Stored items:
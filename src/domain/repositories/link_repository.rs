//! Repository trait for short link data access.

use crate::domain::entities::{Link, NewLink};
use crate::error::AppError;
use async_trait::async_trait;

/// Repository interface for managing short links.
///
/// # Implementations
///
/// - [`crate::infrastructure::persistence::PgLinkRepository`] - PostgreSQL implementation
/// - Test mocks available with `cfg(test)`
#[cfg_attr(test, mockall::automock)]
#[async_trait]
pub trait LinkRepository: Send + Sync {
    /// Inserts a new link with `clicks = 0` and no `last_clicked`.
    ///
    /// The insert is a single statement; uniqueness of `code` is enforced by
    /// the store, not checked beforehand.
    ///
    /// # Errors
    ///
    /// Returns [`AppError::Conflict`] if the code is already taken.
    /// Returns [`AppError::Database`] on any other database error.
    async fn create(&self, new_link: NewLink) -> Result<Link, AppError>;

    /// Finds a link by its short code.
    ///
    /// # Errors
    ///
    /// Returns [`AppError::Database`] on database errors.
    async fn find_by_code(&self, code: &str) -> Result<Option<Link>, AppError>;

    /// Lists every link, newest first.
    async fn list(&self) -> Result<Vec<Link>, AppError>;

    /// Removes a link.
    ///
    /// Returns `Ok(true)` if a row was removed, `Ok(false)` if none matched.
    async fn delete(&self, code: &str) -> Result<bool, AppError>;

    /// Atomically increments `clicks`, bumps `last_clicked` and returns the
    /// target URL.
    ///
    /// Returns `Ok(None)` when no link has this code; nothing is written in
    /// that case.
    async fn record_click(&self, code: &str) -> Result<Option<String>, AppError>;

    /// Round-trips to the store to confirm it is reachable.
    async fn ping(&self) -> Result<(), AppError>;
}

■ **Directions for this task**
Look through the entries above, find each line containing "with", and copy it.

■ **Task solution**
/// - Test mocks available with `cfg(test)`
    /// Inserts a new link with `clicks = 0` and no `last_clicked`.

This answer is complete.